Recorded information:

//! Loading, cleaning and reporting from files on disk.

use std::io::Write;

use approx::assert_abs_diff_eq;
use cacao::config::{ConfigFileError, EvaluationConfig};
use cacao::data::columns::{BEAN_ORIGIN, BEAN_TYPE, COCOA_PERCENT, COMPANY, RATING, REF};
use cacao::data::{load_clean, load_csv, split_features_labels, CleanError, CleaningConfig, LoadError};
use cacao::report::EvaluationReport;
use cacao::validation::{guess_from_mean, EncodingStrategy};

const HEADER: &str = "\"Company\u{a0}\r\n(Maker-if known)\",\"Specific Bean Origin\r\nor Bar Name\",REF,\"Review\r\nDate\",\"Cocoa\r\nPercent\",\"Company\r\nLocation\",Rating,\"Bean\r\nType\",\"Broad Bean\r\nOrigin\"";

const ROWS: [&str; 6] = [
    "A. Morin,Agua Grande,1876,2016,63%,France,3.75,\u{a0},Sao Tome",
    "A. Morin,Kpime,1676,2015,70%,France,2.75,\u{a0},Togo",
    "Bonnat,Chuao,1015,2013,75%,France,4,Trinitario,Venezuela",
    "Soma,Dual Origin,1456,2015,70%,Canada,3.5,\"Criollo, Trinitario\",\"Ven., Ecuador\"",
    "Amedei,Porcelana,111,2007,70%,Italy,5,Criollo (Porcelana),Venezuela",
    "Pralus,Tanzanie,32,2006,75%,France,3,Forastero,Tanzania",
];

fn write_csv(rows: &[&str]) -> tempfile::NamedTempFile {
    let mut file = tempfile::NamedTempFile::new().unwrap();
    writeln!(file, "{HEADER}").unwrap();
    for row in rows {
        writeln!(file, "{row}").unwrap();
    }
    file.flush().unwrap();
    file
}

#[test]
fn load_and_clean_review_file() {
    let file = write_csv(&ROWS);
    let table = load_clean(file.path(), &CleaningConfig::default()).unwrap();

    assert_eq!(table.n_rows(), 6);
    assert!(table.column(REF).is_none());
    assert_eq!(table.column(COMPANY).unwrap().as_categorical().unwrap()[2], "Bonnat");

    let cocoa = table.column(COCOA_PERCENT).unwrap().as_numeric().unwrap();
    assert_abs_diff_eq!(cocoa[0], 0.63, epsilon = 1e-12);

    let bean_type = table.column(BEAN_TYPE).unwrap().as_categorical().unwrap();
    assert_eq!(bean_type, &["unknown", "unknown", "trinitario", "criollo", "criollo", "forasetero"]);

    let origin = table.column(BEAN_ORIGIN).unwrap().as_categorical().unwrap();
    assert_eq!(origin[3], "multi");
    assert_eq!(origin[4], "Venezuela");

    let (features, target) = split_features_labels(&table, RATING).unwrap();
    assert_eq!(features.n_columns(), 7);
    assert_eq!(target.values().to_vec(), vec![3.75, 2.75, 4.0, 3.5, 5.0, 3.0]);
}

#[test]
fn unparsable_rating_is_reported() {
    let file = write_csv(&["Soma,Chuao,1,2015,70%,Canada,great,Criollo,Venezuela"]);
    let err = load_clean(file.path(), &CleaningConfig::default()).unwrap_err();
    assert!(matches!(
        err,
        LoadError::Clean(CleanError::Parse { ref column, row: 0, .. }) if column == RATING
    ));
}

#[test]
fn missing_file_is_an_io_error() {
    let dir = tempfile::tempdir().unwrap();
    let err = load_csv(dir.path().join("absent.csv")).unwrap_err();
    assert!(matches!(err, LoadError::Io { .. }));
}

#[test]
fn config_file_and_report() {
    let mut config_file = tempfile::NamedTempFile::new().unwrap();
    write!(
        config_file,
        r#"{{"baseline": {{"n_repeats": 2, "n_folds": 3}}, "nested": {{"encoding": "per_fold"}}}}"#
    )
    .unwrap();
    let config = EvaluationConfig::from_path(config_file.path()).unwrap();
    assert_eq!(config.nested.encoding, EncodingStrategy::PerFold);

    let file = write_csv(&ROWS);
    let table = load_clean(file.path(), &config.cleaning).unwrap();
    let (_, target) = split_features_labels(&table, RATING).unwrap();
    let errors = guess_from_mean(target.values(), &config.baseline).unwrap();
    assert_eq!(errors.len(), 6);

    let json = EvaluationReport::default().with_baseline(errors).to_json_pretty().unwrap();
    let value: serde_json::Value = serde_json::from_str(&json).unwrap();
    assert_eq!(value["baseline"]["summary"]["count"], 6);
    assert_eq!(value["baseline"]["values"].as_array().unwrap().len(), 6);
}

#[test]
fn missing_config_file_is_an_io_error() {
    let dir = tempfile::tempdir().unwrap();
    let err = EvaluationConfig::from_path(dir.path().join("eval.json")).unwrap_err();
    assert!(matches!(err, ConfigFileError::Io { .. }));
}
//! Tabular data: the review table, the feature/label splitter, and the
//! upstream loading and cleaning steps.
//!
//! # Key Types
//!
//! - [`Table`]: ordered named columns sharing a row index
//! - [`Column`]: numeric or categorical column
//! - [`Target`]: target vector aligned with a feature table
//!
//! # Pipeline
//!
//! [`load_csv`] → [`clean`] → [`split_features_labels`]
//!
//! Missing numeric values are `f64::NAN`. Missing categorical values are
//! blank strings until cleaning replaces them.

pub mod cleaning;
pub mod columns;
mod error;
mod io;
mod split;
mod table;

pub use cleaning::{clean, BeanType, CleanError, CleaningConfig};
pub use error::TableError;
pub use io::{load_clean, load_csv, normalize_header, read_csv, LoadError};
pub use split::{join_features_labels, split_features_labels, Target};
pub use table::{Column, ColumnData, ColumnKind, Table};
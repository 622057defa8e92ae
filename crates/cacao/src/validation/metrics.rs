//! Regression scoring metrics.
//!
//! All metrics take predictions and targets of equal length. An empty input
//! scores 0.

use ndarray::ArrayView1;
use serde::{Deserialize, Serialize};

/// A scoring function over predictions and targets.
pub trait MetricFn: Send + Sync {
    fn compute(&self, predictions: ArrayView1<'_, f64>, targets: ArrayView1<'_, f64>) -> f64;

    /// Whether larger values indicate a better model.
    fn higher_is_better(&self) -> bool;

    fn name(&self) -> &'static str;
}

fn sum_squared_error(predictions: ArrayView1<'_, f64>, targets: ArrayView1<'_, f64>) -> f64 {
    predictions
        .iter()
        .zip(targets.iter())
        .map(|(&p, &y)| (p - y) * (p - y))
        .sum()
}

// =============================================================================
// MSE
// =============================================================================

/// Mean Squared Error: mean((pred - label)²)
#[derive(Debug, Clone, Copy, Default)]
pub struct Mse;

impl MetricFn for Mse {
    fn compute(&self, predictions: ArrayView1<'_, f64>, targets: ArrayView1<'_, f64>) -> f64 {
        let n = targets.len();
        if n == 0 {
            return 0.0;
        }
        sum_squared_error(predictions, targets) / n as f64
    }

    fn higher_is_better(&self) -> bool {
        false
    }

    fn name(&self) -> &'static str {
        "mse"
    }
}

// =============================================================================
// RMSE
// =============================================================================

/// Root Mean Squared Error: sqrt(mean((pred - label)²))
#[derive(Debug, Clone, Copy, Default)]
pub struct Rmse;

impl MetricFn for Rmse {
    fn compute(&self, predictions: ArrayView1<'_, f64>, targets: ArrayView1<'_, f64>) -> f64 {
        Mse.compute(predictions, targets).sqrt()
    }

    fn higher_is_better(&self) -> bool {
        false
    }

    fn name(&self) -> &'static str {
        "rmse"
    }
}

// =============================================================================
// MAE
// =============================================================================

/// Mean Absolute Error: mean(|pred - label|)
#[derive(Debug, Clone, Copy, Default)]
pub struct Mae;

impl MetricFn for Mae {
    fn compute(&self, predictions: ArrayView1<'_, f64>, targets: ArrayView1<'_, f64>) -> f64 {
        let n = targets.len();
        if n == 0 {
            return 0.0;
        }
        let sum: f64 = predictions
            .iter()
            .zip(targets.iter())
            .map(|(&p, &y)| (p - y).abs())
            .sum();
        sum / n as f64
    }

    fn higher_is_better(&self) -> bool {
        false
    }

    fn name(&self) -> &'static str {
        "mae"
    }
}

// =============================================================================
// R²
// =============================================================================

/// Coefficient of determination: 1 - SS_res / SS_tot.
///
/// When the targets are constant (`SS_tot == 0`) the score is 1 for a
/// perfect fit and 0 otherwise.
#[derive(Debug, Clone, Copy, Default)]
pub struct R2;

impl MetricFn for R2 {
    fn compute(&self, predictions: ArrayView1<'_, f64>, targets: ArrayView1<'_, f64>) -> f64 {
        let n = targets.len();
        if n == 0 {
            return 0.0;
        }
        let mean = targets.sum() / n as f64;
        let ss_tot: f64 = targets.iter().map(|&y| (y - mean) * (y - mean)).sum();
        let ss_res = sum_squared_error(predictions, targets);
        if ss_tot == 0.0 {
            return if ss_res == 0.0 { 1.0 } else { 0.0 };
        }
        1.0 - ss_res / ss_tot
    }

    fn higher_is_better(&self) -> bool {
        true
    }

    fn name(&self) -> &'static str {
        "r2"
    }
}

// =============================================================================
// Metric
// =============================================================================

/// Runtime-selected metric.
#[derive(Debug, Clone, Copy)]
pub enum Metric {
    Mse(Mse),
    Rmse(Rmse),
    Mae(Mae),
    R2(R2),
}

impl Default for Metric {
    fn default() -> Self {
        Self::R2(R2)
    }
}

impl Metric {
    pub fn mse() -> Self {
        Self::Mse(Mse)
    }

    pub fn rmse() -> Self {
        Self::Rmse(Rmse)
    }

    pub fn mae() -> Self {
        Self::Mae(Mae)
    }

    pub fn r2() -> Self {
        Self::R2(R2)
    }

    /// Serializable identifier for this metric.
    pub fn kind(&self) -> MetricKind {
        match self {
            Self::Mse(_) => MetricKind::Mse,
            Self::Rmse(_) => MetricKind::Rmse,
            Self::Mae(_) => MetricKind::Mae,
            Self::R2(_) => MetricKind::R2,
        }
    }

    /// Whether `a` is strictly better than `b` under this metric.
    #[inline]
    pub fn is_better(&self, a: f64, b: f64) -> bool {
        if self.higher_is_better() { a > b } else { a < b }
    }
}

impl MetricFn for Metric {
    fn compute(&self, predictions: ArrayView1<'_, f64>, targets: ArrayView1<'_, f64>) -> f64 {
        match self {
            Self::Mse(inner) => inner.compute(predictions, targets),
            Self::Rmse(inner) => inner.compute(predictions, targets),
            Self::Mae(inner) => inner.compute(predictions, targets),
            Self::R2(inner) => inner.compute(predictions, targets),
        }
    }

    fn higher_is_better(&self) -> bool {
        match self {
            Self::Mse(inner) => inner.higher_is_better(),
            Self::Rmse(inner) => inner.higher_is_better(),
            Self::Mae(inner) => inner.higher_is_better(),
            Self::R2(inner) => inner.higher_is_better(),
        }
    }

    fn name(&self) -> &'static str {
        match self {
            Self::Mse(inner) => inner.name(),
            Self::Rmse(inner) => inner.name(),
            Self::Mae(inner) => inner.name(),
            Self::R2(inner) => inner.name(),
        }
    }
}

/// Serializable metric identifier (`"mse"`, `"rmse"`, `"mae"`, `"r2"`).
#[derive(Debug, Clone, Copy, PartialEq, Eq, Default, Serialize, Deserialize)]
#[serde(rename_all = "snake_case")]
pub enum MetricKind {
    Mse,
    Rmse,
    Mae,
    #[default]
    R2,
}

impl From<MetricKind> for Metric {
    fn from(kind: MetricKind) -> Self {
        match kind {
            MetricKind::Mse => Metric::mse(),
            MetricKind::Rmse => Metric::rmse(),
            MetricKind::Mae => Metric::mae(),
            MetricKind::R2 => Metric::r2(),
        }
    }
}

#[cfg(test)]
mod tests {
    use super::*;
    use approx::assert_abs_diff_eq;
    use ndarray::array;

    #[test]
    fn error_metrics() {
        let p = array![1.0, 2.0, 5.0];
        let y = array![1.0, 4.0, 2.0];
        assert_abs_diff_eq!(Mse.compute(p.view(), y.view()), 13.0 / 3.0, epsilon = 1e-12);
        assert_abs_diff_eq!(Rmse.compute(p.view(), y.view()), (13.0f64 / 3.0).sqrt(), epsilon = 1e-12);
        assert_abs_diff_eq!(Mae.compute(p.view(), y.view()), 5.0 / 3.0, epsilon = 1e-12);
    }

    #[test]
    fn r2_perfect_and_mean() {
        let y = array![1.0, 2.0, 3.0, 4.0];
        assert_abs_diff_eq!(R2.compute(y.view(), y.view()), 1.0);
        let mean = array![2.5, 2.5, 2.5, 2.5];
        assert_abs_diff_eq!(R2.compute(mean.view(), y.view()), 0.0);
    }

    #[test]
    fn r2_constant_targets() {
        let y = array![3.0, 3.0];
        assert_eq!(R2.compute(array![3.0, 3.0].view(), y.view()), 1.0);
        assert_eq!(R2.compute(array![2.0, 3.0].view(), y.view()), 0.0);
    }

    #[test]
    fn direction() {
        assert!(Metric::r2().is_better(0.5, 0.4));
        assert!(Metric::mse().is_better(0.4, 0.5));
        assert!(!Metric::mae().is_better(0.5, 0.5));
    }

    #[test]
    fn kind_round_trips_through_json() {
        let kind: MetricKind = serde_json::from_str("\"rmse\"").unwrap();
        assert_eq!(Metric::from(kind).name(), "rmse");
        assert_eq!(Metric::default().kind(), MetricKind::R2);
    }
}
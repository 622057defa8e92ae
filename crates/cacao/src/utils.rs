//! Parallelism configuration shared by the model and validation code.
//!
//! Components never own thread pools. They receive a [`Parallelism`] flag and
//! either use `rayon` parallel iterators or plain iteration. The pool itself is
//! set up once at the entry point via [`run_with_threads`].

use rayon::prelude::*;

// =============================================================================
// Parallelism Configuration
// =============================================================================

/// Whether parallel execution is allowed.
///
/// When `true`, components may use `rayon` parallel iterators.
/// When `false`, components must use sequential iteration.
///
/// Results never depend on this flag: every randomized step draws from
/// generators seeded before work is distributed.
#[derive(Clone, Copy, Debug, PartialEq, Eq, Default)]
pub enum Parallelism {
    #[default]
    Sequential,
    Parallel,
}

impl Parallelism {
    /// Create from thread count semantics.
    ///
    /// - 0 = auto (parallel if rayon pool has multiple threads, sequential otherwise)
    /// - 1 = sequential
    /// - >1 = parallel
    #[inline]
    pub fn from_threads(n_threads: usize) -> Self {
        if n_threads == 1 || (n_threads == 0 && rayon::current_num_threads() == 1) {
            Parallelism::Sequential
        } else {
            Parallelism::Parallel
        }
    }

    /// Returns `true` if parallel execution is allowed.
    #[inline]
    pub fn is_parallel(self) -> bool {
        matches!(self, Parallelism::Parallel)
    }

    /// Map over `iter`, preserving input order in the output.
    #[inline]
    pub fn maybe_par_map<T, B, I, F>(self, iter: I, f: F) -> Vec<B>
    where
        T: Send,
        B: Send,
        I: IntoIterator<Item = T> + IntoParallelIterator<Item = T>,
        F: Fn(T) -> B + Sync + Send,
    {
        if self.is_parallel() {
            iter.into_par_iter().map(f).collect()
        } else {
            iter.into_iter().map(f).collect()
        }
    }

    /// Fallible ordered map. Stops at the first error in sequential mode;
    /// in parallel mode the error reported is the first in input order.
    #[inline]
    pub fn maybe_par_try_map<T, B, E, I, F>(self, iter: I, f: F) -> Result<Vec<B>, E>
    where
        T: Send,
        B: Send,
        E: Send,
        I: IntoIterator<Item = T> + IntoParallelIterator<Item = T>,
        F: Fn(T) -> Result<B, E> + Sync + Send,
    {
        if self.is_parallel() {
            let results: Vec<Result<B, E>> = iter.into_par_iter().map(f).collect();
            results.into_iter().collect()
        } else {
            iter.into_iter().map(f).collect()
        }
    }
}

// =============================================================================
// Thread Pool Setup
// =============================================================================

/// Run a closure with the appropriate thread pool.
///
/// Thread count semantics:
/// - `0` = auto (use the global rayon pool)
/// - `1` = sequential (no thread pool)
/// - `n > 1` = use exactly `n` threads
///
/// If a dedicated pool cannot be created the closure runs sequentially.
///
/// # Example
///
/// ```
/// use cacao::run_with_threads;
///
/// let result = run_with_threads(1, |_| 40 + 2);
/// assert_eq!(result, 42);
/// ```
pub fn run_with_threads<T: Send>(n_threads: usize, f: impl FnOnce(Parallelism) -> T + Send) -> T {
    match Parallelism::from_threads(n_threads) {
        Parallelism::Sequential => f(Parallelism::Sequential),
        Parallelism::Parallel if n_threads == 0 => f(Parallelism::Parallel),
        Parallelism::Parallel => {
            match rayon::ThreadPoolBuilder::new().num_threads(n_threads).build() {
                Ok(pool) => pool.install(|| f(Parallelism::Parallel)),
                Err(err) => {
                    tracing::warn!(%err, n_threads, "failed to build thread pool, running sequentially");
                    f(Parallelism::Sequential)
                }
            }
        }
    }
}
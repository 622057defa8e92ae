//! Cross-validated hyperparameter search.
//!
//! Scoring one candidate on one fold is a pure function of the read-only
//! inputs, so every (candidate, fold) pair can be evaluated independently.
//! Results are merged afterwards by averaging per candidate.

use ndarray::{Array2, ArrayView1, ArrayView2, Axis};

use crate::model::{ModelError, Predict, Regressor};
use crate::utils::Parallelism;

use super::kfold::Fold;
use super::metrics::{Metric, MetricFn};
use super::ValidationError;

/// Fit `candidate` on the fold's training rows and score it on its test rows.
///
/// `features` is `[n_features, n_samples]`. The model is fitted
/// sequentially; parallelism belongs to the caller.
pub fn fold_score<R: Regressor>(
    features: ArrayView2<'_, f64>,
    targets: ArrayView1<'_, f64>,
    candidate: &R,
    fold: &Fold,
    metric: &Metric,
) -> Result<f64, ModelError> {
    let x_train = features.select(Axis(1), &fold.train);
    let y_train = targets.select(Axis(0), &fold.train);
    let x_test = features.select(Axis(1), &fold.test);
    let y_test = targets.select(Axis(0), &fold.test);

    let model = candidate.fit(x_train.view(), y_train.view(), Parallelism::Sequential)?;
    let pred = model.predict(x_test.view(), Parallelism::Sequential)?;
    Ok(metric.compute(pred.view(), y_test.view()))
}

/// Score one candidate on every fold.
pub fn cross_val_score<R: Regressor>(
    candidate: &R,
    features: ArrayView2<'_, f64>,
    targets: ArrayView1<'_, f64>,
    folds: &[Fold],
    metric: &Metric,
    parallelism: Parallelism,
) -> Result<Vec<f64>, ValidationError> {
    check_shape(features, targets)?;
    let scores = parallelism
        .maybe_par_try_map(folds, |fold| fold_score(features, targets, candidate, fold, metric))?;
    Ok(scores)
}

fn check_shape(features: ArrayView2<'_, f64>, targets: ArrayView1<'_, f64>) -> Result<(), ValidationError> {
    if features.ncols() != targets.len() {
        return Err(ValidationError::ShapeMismatch {
            features: features.ncols(),
            targets: targets.len(),
        });
    }
    Ok(())
}

/// Outcome of a grid search.
#[derive(Debug, Clone, PartialEq)]
pub struct SearchResult {
    /// Position of the selected candidate.
    pub best_index: usize,
    /// Mean fold score of the selected candidate.
    pub best_score: f64,
    /// Mean fold score per candidate.
    pub mean_scores: Vec<f64>,
    /// Raw scores, `[n_candidates, n_folds]`.
    pub fold_scores: Array2<f64>,
}

/// Exhaustive search over candidate configurations.
///
/// The best candidate has the best mean fold score under the metric's
/// direction. Ties go to the earliest candidate; a `NaN` mean never wins
/// against a finite one.
#[derive(Debug, Clone, Copy, Default)]
pub struct GridSearch {
    metric: Metric,
    parallelism: Parallelism,
}

impl GridSearch {
    pub fn new(metric: Metric) -> Self {
        Self {
            metric,
            parallelism: Parallelism::Sequential,
        }
    }

    /// Evaluate (candidate, fold) pairs with the given parallelism.
    pub fn with_parallelism(mut self, parallelism: Parallelism) -> Self {
        self.parallelism = parallelism;
        self
    }

    #[inline]
    pub fn metric(&self) -> &Metric {
        &self.metric
    }

    /// Run the search.
    ///
    /// # Errors
    ///
    /// - [`ValidationError::EmptyGrid`] if `candidates` is empty
    /// - [`ValidationError::ShapeMismatch`] if features and targets disagree
    /// - [`ValidationError::InvalidFolds`] if `folds` is empty
    /// - any model error raised while fitting
    pub fn run<R: Regressor>(
        &self,
        features: ArrayView2<'_, f64>,
        targets: ArrayView1<'_, f64>,
        candidates: &[R],
        folds: &[Fold],
    ) -> Result<SearchResult, ValidationError> {
        if candidates.is_empty() {
            return Err(ValidationError::EmptyGrid);
        }
        check_shape(features, targets)?;
        if folds.is_empty() {
            return Err(ValidationError::InvalidFolds {
                n_splits: 0,
                n_samples: targets.len(),
            });
        }

        let n_folds = folds.len();
        let metric = &self.metric;
        let scores = self.parallelism.maybe_par_try_map(0..candidates.len() * n_folds, |pair| {
            let (c, f) = (pair / n_folds, pair % n_folds);
            fold_score(features, targets, &candidates[c], &folds[f], metric)
        })?;

        let fold_scores = Array2::from_shape_vec((candidates.len(), n_folds), scores)
            .map_err(|_| ValidationError::ShapeMismatch {
                features: candidates.len() * n_folds,
                targets: n_folds,
            })?;
        let mean_scores: Vec<f64> = fold_scores
            .rows()
            .into_iter()
            .map(|row| row.sum() / n_folds as f64)
            .collect();

        let mut best_index = 0;
        for (i, &score) in mean_scores.iter().enumerate().skip(1) {
            let best = mean_scores[best_index];
            if (best.is_nan() && !score.is_nan()) || metric.is_better(score, best) {
                best_index = i;
            }
        }

        Ok(SearchResult {
            best_index,
            best_score: mean_scores[best_index],
            mean_scores,
            fold_scores,
        })
    }
}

What this task involves: Write out exactly the lines between the start of the entries and the line containing "use cacao::report::EvaluationReport;", including that line and the first one.

The completed task:
//! Loading, cleaning and reporting from files on disk.

use std::io::Write;

use approx::assert_abs_diff_eq;
use cacao::config::{ConfigFileError, EvaluationConfig};
use cacao::data::columns::{BEAN_ORIGIN, BEAN_TYPE, COCOA_PERCENT, COMPANY, RATING, REF};
use cacao::data::{load_clean, load_csv, split_features_labels, CleanError, CleaningConfig, LoadError};
use cacao::report::EvaluationReport;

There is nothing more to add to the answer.